After the Susan Everard murder and subsequent vigil on Clapham Common, I realised I had never really given that much thought to women’s experience both of sexism, but in particular, their vulnerability to men’s violence.
I was brought up in the 50s/60s and fortunately had little experience of outright misogyny. I do remember the teenage banter at school, sneak peeks of well-thumbed top-shelf magazines, rugby songs on the bus back from matches, and my peers’ stories of their sexual conquests always so avidly recounted. Looking back now, this was my first insights into a culture that was absolutely awash in the sexual objectification of women.
At work in those last decades of the century in a predominately male environment, sexism was rife. It does shame me now that it didn’t make me feel uncomfortable, I just accepted it as the norm. In reality, it would have been so hard to call out my colleagues. The fear that I might have opened myself up to being ridiculed, or of becoming a pariah in the office, would have been too much. If the boss or client makes a crack about a woman, you laugh along with him. Openly challenging someone has never been within my comfort zone. I rather be part of the crowd.
I appreciate now that it is not good enough just not to be abusive towards women and girls. That bar is too low. In the 21st century, men must aim higher and I’d like to think that if I now see or hear a friend or colleague acting in a way that I know is problematic, making sexist degrading comments about women, I would say something. And if I don’t then my silence is a form of consent and complicity in their sexism or misogyny.

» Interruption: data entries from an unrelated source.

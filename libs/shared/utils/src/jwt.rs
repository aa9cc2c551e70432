use base64::{engine::general_purpose::URL_SAFE_NO_PAD, Engine};
use chrono::{TimeZone, Utc};
use hmac::{Hmac, Mac};
use serde::de::DeserializeOwned;
use sha2::Sha256;
use tracing::debug;

use shared_models::auth::{JwtClaims, JwtHeader, User};

type HmacSha256 = Hmac<Sha256>;

fn decode_segment<T: DeserializeOwned>(segment: &str, what: &str) -> Result<T, String> {
    let bytes = URL_SAFE_NO_PAD
        .decode(segment)
        .map_err(|_| format!("Invalid {} encoding", what))?;

    serde_json::from_slice(&bytes).map_err(|e| {
        debug!("Failed to parse {}: {}", what, e);
        format!("Invalid {} format", what)
    })
}

/// Validates an HS256 access token issued by the platform and returns the caller.
pub fn validate_token(token: &str, jwt_secret: &str) -> Result<User, String> {
    if jwt_secret.is_empty() {
        return Err("JWT secret is not set".to_string());
    }

    let parts: Vec<&str> = token.split('.').collect();
    if parts.len() != 3 {
        return Err("Invalid token format".to_string());
    }
    let (header_b64, claims_b64, signature_b64) = (parts[0], parts[1], parts[2]);

    let header: JwtHeader = decode_segment(header_b64, "header")?;
    if header.alg != "HS256" {
        debug!("Rejecting token signed with {}", header.alg);
        return Err("Unsupported token algorithm".to_string());
    }

    let signature = URL_SAFE_NO_PAD.decode(signature_b64).map_err(|e| {
        debug!("Failed to decode signature: {}", e);
        "Invalid signature encoding".to_string()
    })?;

    let mut mac = HmacSha256::new_from_slice(jwt_secret.as_bytes())
        .map_err(|_| "Failed to create HMAC".to_string())?;
    mac.update(format!("{}.{}", header_b64, claims_b64).as_bytes());

    if mac.verify_slice(&signature).is_err() {
        debug!("Token signature verification failed");
        return Err("Invalid token signature".to_string());
    }

    let claims: JwtClaims = decode_segment(claims_b64, "claims")?;

    if let Some(exp) = claims.exp {
        let now = Utc::now().timestamp() as u64;
        if exp < now {
            debug!("Token expired at {} (now: {})", exp, now);
            return Err("Token expired".to_string());
        }
    }

    let created_at = claims
        .iat
        .and_then(|timestamp| Utc.timestamp_opt(timestamp as i64, 0).single());

    let user = User {
        id: claims.sub,
        email: claims.email,
        role: claims.role,
        metadata: claims.user_metadata,
        created_at,
    };

    debug!("Token validated successfully for user: {}", user.id);
    Ok(user)
}

#[cfg(test)]
mod tests {
    use super::*;
    use crate::test_utils::{JwtTestUtils, TestUser};

    const SECRET: &str = "unit-test-secret";

    #[test]
    fn accepts_valid_token() {
        let user = TestUser::patient("paciente@clinica.com");
        let token = JwtTestUtils::create_test_token(&user, SECRET, Some(1));
        let decoded = validate_token(&token, SECRET).unwrap();
        assert_eq!(decoded.id, user.id);
        assert_eq!(decoded.email.as_deref(), Some("paciente@clinica.com"));
    }

    #[test]
    fn rejects_expired_and_tampered_tokens() {
        let user = TestUser::default();
        let expired = JwtTestUtils::create_expired_token(&user, SECRET);
        assert_eq!(validate_token(&expired, SECRET).unwrap_err(), "Token expired");

        let forged = JwtTestUtils::create_invalid_signature_token(&user);
        assert_eq!(validate_token(&forged, SECRET).unwrap_err(), "Invalid token signature");
    }

    #[test]
    fn rejects_malformed_token_and_missing_secret() {
        assert!(validate_token("abc", SECRET).is_err());
        assert_eq!(validate_token("a.b.c", "").unwrap_err(), "JWT secret is not set");
    }
}
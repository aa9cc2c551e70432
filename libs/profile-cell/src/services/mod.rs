pub mod profile;

pub use profile::ProfileService;
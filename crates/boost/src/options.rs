use crate::error::{BoostError, BoostErrorExt};
use accounts_domain::config::{AccountsConfig, BoostOptions};
use accounts_server::{DatabaseManager, ServerOptions, generate_secret};
use tracing::warn;

/// Builds the accounts server options: defaults, then the resolved storage, then the caller's
/// `server.*` values field by field. Unknown server keys end up in [`AccountsConfig::extra`].
///
/// Without a configured `token_secret` a random per-process secret is generated, so issued
/// tokens do not survive a restart.
///
/// # Errors
/// [`BoostError::Server`] when no random secret can be drawn.
pub fn merge_options(options: &BoostOptions, db: DatabaseManager) -> Result<ServerOptions, BoostError> {
    let secret = match &options.server.token_secret {
        Some(_) => String::new(),
        None => {
            warn!("No server.token_secret configured, generated a random one for this process");
            generate_secret().context("Generating token secret")?
        }
    };

    let config = options.server.apply(AccountsConfig::with_secret(secret));
    Ok(ServerOptions::new(config, db))
}

#[cfg(test)]
mod tests {
    use super::*;
    use accounts_domain::config::AccountsOptions;
    use accounts_domain::constants::{DEFAULT_ACCESS_TOKEN_TTL_SECS, DEFAULT_REFRESH_TOKEN_TTL_SECS};
    use accounts_server::MemoryStorage;
    use serde_json::json;
    use std::sync::Arc;

    fn db() -> DatabaseManager {
        DatabaseManager::from_storage(Arc::new(MemoryStorage::new()))
    }

    #[test]
    fn omitted_values_fall_back_to_defaults() {
        let merged = merge_options(&BoostOptions::default(), db()).unwrap();
        assert_eq!(merged.config.access_token_ttl, DEFAULT_ACCESS_TOKEN_TTL_SECS);
        assert_eq!(merged.config.refresh_token_ttl, DEFAULT_REFRESH_TOKEN_TTL_SECS);
        assert!(merged.config.ambiguous_error_messages);
        assert_eq!(merged.config.token_secret.len(), 64);
    }

    #[test]
    fn caller_values_win_and_unknown_keys_pass_through() {
        let options = BoostOptions {
            server: AccountsOptions {
                token_secret: Some("s3cret".into()),
                access_token_ttl: Some(60),
                ambiguous_error_messages: Some(false),
                extra: [("emailTokensExpiry".to_owned(), json!(3600))].into(),
                ..AccountsOptions::default()
            },
            ..BoostOptions::default()
        };

        let merged = merge_options(&options, db()).unwrap();
        assert_eq!(merged.config.token_secret, "s3cret");
        assert_eq!(merged.config.access_token_ttl, 60);
        assert_eq!(merged.config.refresh_token_ttl, DEFAULT_REFRESH_TOKEN_TTL_SECS);
        assert!(!merged.config.ambiguous_error_messages);
        assert_eq!(merged.config.extra["emailTokensExpiry"], json!(3600));
    }

    #[test]
    fn generated_secrets_differ_per_merge() {
        let a = merge_options(&BoostOptions::default(), db()).unwrap();
        let b = merge_options(&BoostOptions::default(), db()).unwrap();
        assert_ne!(a.config.token_secret, b.config.token_secret);
    }
}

Sexism and misogyny are systemic, social problems with deep roots in our culture and beliefs. Ideologies about gender entitlement and power, and male dominance all play a role in perpetuating these cultures and beliefs.
This introspection has been challenging. Culture takes generations to change. And it is changing, but perhaps not fast enough. When I first started work back in the late 70s, I remember having to share a lift to site with a speedaholic who drove with a fag constantly in his mouth. It terrified me and would be completely unacceptable now.
Today’s photo is Whorl Hill standing high behind Faceby. When the foresters were planting the hill with larch in 1952, they planted spruce in the letters ‘E II R’ on the side to celebrate the Queen’s coronation. This morning, before the larch trees acquire their new growth of needles. the letters are just discernible.